Medicare covers services (like lab tests, surgeries, and doctor visits) and supplies (like wheelchairs and walkers) considered medically necessary to treat a disease or condition. Medicare consists of four parts: Part A, Part B, Part C and Part D. Parts A and B are often referred to as “Original Medicare” since originally this was all that was offered. Medicare Parts A and B cover 80% of your medical costs. If you do not have other insurance, such as a supplement or an advantage plan, you will be responsible for the other 20%.
Medicare Part A
- Hospital care
- Skilled nursing facility care
- Nursing home care (as long as custodial care isn’t the only care you need)
- Home health services
Medicare Part B
- Medically necessary services: Services or supplies that are needed to diagnose or treat your medical condition and that meet accepted standards of medical practice.
- Preventive services: Health care to prevent illness (like the flu) or detect it at an early stage, when treatment is most likely to work best. You pay nothing for most preventive services if you get the services from a health care provider who accepts assignment.

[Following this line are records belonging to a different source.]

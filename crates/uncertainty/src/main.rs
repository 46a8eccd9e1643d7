use clap::Parser;
use std::sync::Arc;
use tracing::info;
use tracing_subscriber::EnvFilter;
use uncertainty::{Config, FaultServer, Handler, StaticHandler, UpstreamHandler};

#[derive(Parser, Debug)]
#[command(name = "uncertainty")]
#[command(author, version, about = "HTTP fault injection server", long_about = None)]
struct Args {
    /// Port to listen on (overrides the config file)
    #[arg(short, long)]
    port: Option<u16>,

    /// Path to the YAML configuration file
    #[arg(short, long, env = "UNCERTAINTY_CONFIG")]
    config: Option<String>,

    /// Log filter used when RUST_LOG is not set
    #[arg(long, default_value = "info")]
    log_level: String,
}

#[tokio::main]
async fn main() -> Result<(), anyhow::Error> {
    let args = Args::parse();

    let filter =
        EnvFilter::try_from_default_env().unwrap_or_else(|_| EnvFilter::new(&args.log_level));
    tracing_subscriber::fmt().with_env_filter(filter).init();

    let mut config = match &args.config {
        Some(path) => {
            let config = Config::from_file(path)?;
            info!("Loaded configuration from {} ({} routes)", path, config.routes.len());
            config
        }
        None => {
            info!("No configuration given, every request passes through");
            Config::default()
        }
    };
    if let Some(port) = args.port {
        config.listen.port = port;
    }

    let dispatcher = config.build_dispatcher()?;
    let downstream: Arc<dyn Handler> = match &config.upstream {
        Some(upstream) => {
            info!("Forwarding pass-through traffic to {}", upstream.url);
            Arc::new(UpstreamHandler::new(upstream)?)
        }
        None => Arc::new(StaticHandler::default()),
    };

    let addr = config.listen.socket_addr().await?;
    let server = FaultServer::new(addr, dispatcher, downstream);

    tokio::select! {
        result = server.run() => result?,
        _ = tokio::signal::ctrl_c() => info!("Shutting down"),
    }
    Ok(())
}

Part B covers things like:
- Clinical research
- Ambulance services
- Durable medical equipment (DME)
- Mental health
- Partial hospitalization
- Getting a second opinion before surgery
- Limited outpatient prescription drugs
Medicare Part C
- If the plan charges a monthly premium.
- If the plan pays any of your monthly Medicare Part B premium.
- The plan’s yearly deductible or any additional deductibles.
- What you pay for each visit or service (copayment or coinsurance).
- The type of health care services you need and how often you get them.
- If you go to a doctor or supplier who accepts Medicare assignment
- If you follow the plan’s rules, like using network providers.
- If you need extra benefits and if the plan charges for it.
- The yearly limit on your out-of-pocket costs for medical services.